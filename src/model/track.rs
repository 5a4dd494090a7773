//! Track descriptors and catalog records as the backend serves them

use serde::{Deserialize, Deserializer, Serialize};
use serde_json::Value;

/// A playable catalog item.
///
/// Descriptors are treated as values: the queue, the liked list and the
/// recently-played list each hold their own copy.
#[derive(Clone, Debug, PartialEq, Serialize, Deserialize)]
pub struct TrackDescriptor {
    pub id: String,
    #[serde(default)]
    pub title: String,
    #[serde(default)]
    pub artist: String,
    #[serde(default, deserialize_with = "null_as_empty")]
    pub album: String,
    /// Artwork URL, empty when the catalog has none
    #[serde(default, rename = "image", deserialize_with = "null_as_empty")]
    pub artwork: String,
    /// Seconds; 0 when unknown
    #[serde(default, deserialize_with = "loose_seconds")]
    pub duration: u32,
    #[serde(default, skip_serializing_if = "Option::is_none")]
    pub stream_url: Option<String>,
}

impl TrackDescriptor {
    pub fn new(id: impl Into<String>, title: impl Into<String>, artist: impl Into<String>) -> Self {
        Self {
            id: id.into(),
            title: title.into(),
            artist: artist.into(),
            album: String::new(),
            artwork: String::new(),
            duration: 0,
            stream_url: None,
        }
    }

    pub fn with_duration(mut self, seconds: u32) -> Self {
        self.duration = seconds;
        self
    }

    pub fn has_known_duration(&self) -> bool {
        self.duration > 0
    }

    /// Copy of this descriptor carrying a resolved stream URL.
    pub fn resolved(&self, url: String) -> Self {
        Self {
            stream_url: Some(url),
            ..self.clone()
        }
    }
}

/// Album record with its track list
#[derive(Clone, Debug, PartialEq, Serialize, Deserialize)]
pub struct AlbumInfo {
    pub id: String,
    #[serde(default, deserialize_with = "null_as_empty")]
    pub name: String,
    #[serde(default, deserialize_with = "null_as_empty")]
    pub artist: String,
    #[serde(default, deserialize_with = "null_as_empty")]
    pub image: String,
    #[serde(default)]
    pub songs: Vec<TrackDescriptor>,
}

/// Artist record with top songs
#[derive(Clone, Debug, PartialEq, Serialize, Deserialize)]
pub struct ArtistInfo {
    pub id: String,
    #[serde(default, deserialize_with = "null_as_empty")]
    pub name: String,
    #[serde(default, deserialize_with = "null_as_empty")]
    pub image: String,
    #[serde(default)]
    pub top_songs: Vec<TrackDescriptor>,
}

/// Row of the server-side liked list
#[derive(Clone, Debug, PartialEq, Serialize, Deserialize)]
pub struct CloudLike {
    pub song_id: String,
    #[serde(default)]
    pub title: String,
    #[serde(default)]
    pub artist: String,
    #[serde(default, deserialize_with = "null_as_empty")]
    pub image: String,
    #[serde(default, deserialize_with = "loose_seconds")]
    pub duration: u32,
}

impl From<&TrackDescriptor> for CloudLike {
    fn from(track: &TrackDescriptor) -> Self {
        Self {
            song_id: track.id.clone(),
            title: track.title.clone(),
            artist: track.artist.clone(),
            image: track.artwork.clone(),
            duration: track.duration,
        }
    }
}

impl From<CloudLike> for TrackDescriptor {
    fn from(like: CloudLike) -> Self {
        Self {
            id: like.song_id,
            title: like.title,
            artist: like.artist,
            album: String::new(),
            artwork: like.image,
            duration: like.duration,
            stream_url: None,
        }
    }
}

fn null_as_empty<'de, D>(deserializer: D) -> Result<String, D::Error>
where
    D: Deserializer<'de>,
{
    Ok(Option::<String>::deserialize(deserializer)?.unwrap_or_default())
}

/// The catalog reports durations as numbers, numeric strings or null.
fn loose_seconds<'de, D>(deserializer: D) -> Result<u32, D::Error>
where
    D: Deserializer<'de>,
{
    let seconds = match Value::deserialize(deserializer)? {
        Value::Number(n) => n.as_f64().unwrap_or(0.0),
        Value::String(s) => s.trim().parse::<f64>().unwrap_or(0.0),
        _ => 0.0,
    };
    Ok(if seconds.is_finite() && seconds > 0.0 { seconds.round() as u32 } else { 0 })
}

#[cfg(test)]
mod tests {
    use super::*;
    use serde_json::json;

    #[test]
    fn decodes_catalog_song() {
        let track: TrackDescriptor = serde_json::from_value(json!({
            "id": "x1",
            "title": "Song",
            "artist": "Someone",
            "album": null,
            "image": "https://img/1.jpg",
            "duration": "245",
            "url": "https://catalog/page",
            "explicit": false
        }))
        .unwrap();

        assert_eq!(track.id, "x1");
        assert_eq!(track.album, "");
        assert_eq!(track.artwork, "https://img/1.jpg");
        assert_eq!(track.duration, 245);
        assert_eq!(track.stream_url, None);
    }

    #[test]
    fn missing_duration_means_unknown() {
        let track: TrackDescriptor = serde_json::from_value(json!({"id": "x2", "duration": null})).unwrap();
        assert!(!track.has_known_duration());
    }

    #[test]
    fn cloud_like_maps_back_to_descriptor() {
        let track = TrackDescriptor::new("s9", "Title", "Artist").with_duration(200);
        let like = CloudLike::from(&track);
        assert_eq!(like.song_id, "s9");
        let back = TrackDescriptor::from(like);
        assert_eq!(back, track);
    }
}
********************
:: Goal of the exercise ::
Every entry in the listing above is to be repeated verbatim.

:: Answer for the task ::
filename src/model/track.rs
repository 5a4dd494090a7773
//! Track descriptors and catalog records as the backend serves them

use serde::{Deserialize, Deserializer, Serialize};
use serde_json::Value;

/// A playable catalog item.
///
/// Descriptors are treated as values: the queue, the liked list and the
/// recently-played list each hold their own copy.
#[derive(Clone, Debug, PartialEq, Serialize, Deserialize)]
pub struct TrackDescriptor {
    pub id: String,
    #[serde(default)]
    pub title: String,
    #[serde(default)]
    pub artist: String,
    #[serde(default, deserialize_with = "null_as_empty")]
    pub album: String,
    /// Artwork URL, empty when the catalog has none
    #[serde(default, rename = "image", deserialize_with = "null_as_empty")]
    pub artwork: String,
    /// Seconds; 0 when unknown
    #[serde(default, deserialize_with = "loose_seconds")]
    pub duration: u32,
    #[serde(default, skip_serializing_if = "Option::is_none")]
    pub stream_url: Option<String>,
}

impl TrackDescriptor {
    pub fn new(id: impl Into<String>, title: impl Into<String>, artist: impl Into<String>) -> Self {
        Self {
            id: id.into(),
            title: title.into(),
            artist: artist.into(),
            album: String::new(),
            artwork: String::new(),
            duration: 0,
            stream_url: None,
        }
    }

    pub fn with_duration(mut self, seconds: u32) -> Self {
        self.duration = seconds;
        self
    }

    pub fn has_known_duration(&self) -> bool {
        self.duration > 0
    }

    /// Copy of this descriptor carrying a resolved stream URL.
    pub fn resolved(&self, url: String) -> Self {
        Self {
            stream_url: Some(url),
            ..self.clone()
        }
    }
}

/// Album record with its track list
#[derive(Clone, Debug, PartialEq, Serialize, Deserialize)]
pub struct AlbumInfo {
    pub id: String,
    #[serde(default, deserialize_with = "null_as_empty")]
    pub name: String,
    #[serde(default, deserialize_with = "null_as_empty")]
    pub artist: String,
    #[serde(default, deserialize_with = "null_as_empty")]
    pub image: String,
    #[serde(default)]
    pub songs: Vec<TrackDescriptor>,
}

/// Artist record with top songs
#[derive(Clone, Debug, PartialEq, Serialize, Deserialize)]
pub struct ArtistInfo {
    pub id: String,
    #[serde(default, deserialize_with = "null_as_empty")]
    pub name: String,
    #[serde(default, deserialize_with = "null_as_empty")]
    pub image: String,
    #[serde(default)]
    pub top_songs: Vec<TrackDescriptor>,
}

/// Row of the server-side liked list
#[derive(Clone, Debug, PartialEq, Serialize, Deserialize)]
pub struct CloudLike {
    pub song_id: String,
    #[serde(default)]
    pub title: String,
    #[serde(default)]
    pub artist: String,
    #[serde(default, deserialize_with = "null_as_empty")]
    pub image: String,
    #[serde(default, deserialize_with = "loose_seconds")]
    pub duration: u32,
}

impl From<&TrackDescriptor> for CloudLike {
    fn from(track: &TrackDescriptor) -> Self {
        Self {
            song_id: track.id.clone(),
            title: track.title.clone(),
            artist: track.artist.clone(),
            image: track.artwork.clone(),
            duration: track.duration,
        }
    }
}

impl From<CloudLike> for TrackDescriptor {
    fn from(like: CloudLike) -> Self {
        Self {
            id: like.song_id,
            title: like.title,
            artist: like.artist,
            album: String::new(),
            artwork: like.image,
            duration: like.duration,
            stream_url: None,
        }
    }
}

fn null_as_empty<'de, D>(deserializer: D) -> Result<String, D::Error>
where
    D: Deserializer<'de>,
{
    Ok(Option::<String>::deserialize(deserializer)?.unwrap_or_default())
}

/// The catalog reports durations as numbers, numeric strings or null.
fn loose_seconds<'de, D>(deserializer: D) -> Result<u32, D::Error>
where
    D: Deserializer<'de>,
{
    let seconds = match Value::deserialize(deserializer)? {
        Value::Number(n) => n.as_f64().unwrap_or(0.0),
        Value::String(s) => s.trim().parse::<f64>().unwrap_or(0.0),
        _ => 0.0,
    };
    Ok(if seconds.is_finite() && seconds > 0.0 { seconds.round() as u32 } else { 0 })
}

#[cfg(test)]
mod tests {
    use super::*;
    use serde_json::json;

    #[test]
    fn decodes_catalog_song() {
        let track: TrackDescriptor = serde_json::from_value(json!({
            "id": "x1",
            "title": "Song",
            "artist": "Someone",
            "album": null,
            "image": "https://img/1.jpg",
            "duration": "245",
            "url": "https://catalog/page",
            "explicit": false
        }))
        .unwrap();

        assert_eq!(track.id, "x1");
        assert_eq!(track.album, "");
        assert_eq!(track.artwork, "https://img/1.jpg");
        assert_eq!(track.duration, 245);
        assert_eq!(track.stream_url, None);
    }

    #[test]
    fn missing_duration_means_unknown() {
        let track: TrackDescriptor = serde_json::from_value(json!({"id": "x2", "duration": null})).unwrap();
        assert!(!track.has_known_duration());
    }

    #[test]
    fn cloud_like_maps_back_to_descriptor() {
        let track = TrackDescriptor::new("s9", "Title", "Artist").with_duration(200);
        let like = CloudLike::from(&track);
        assert_eq!(like.song_id, "s9");
        let back = TrackDescriptor::from(like);
        assert_eq!(back, track);
    }
}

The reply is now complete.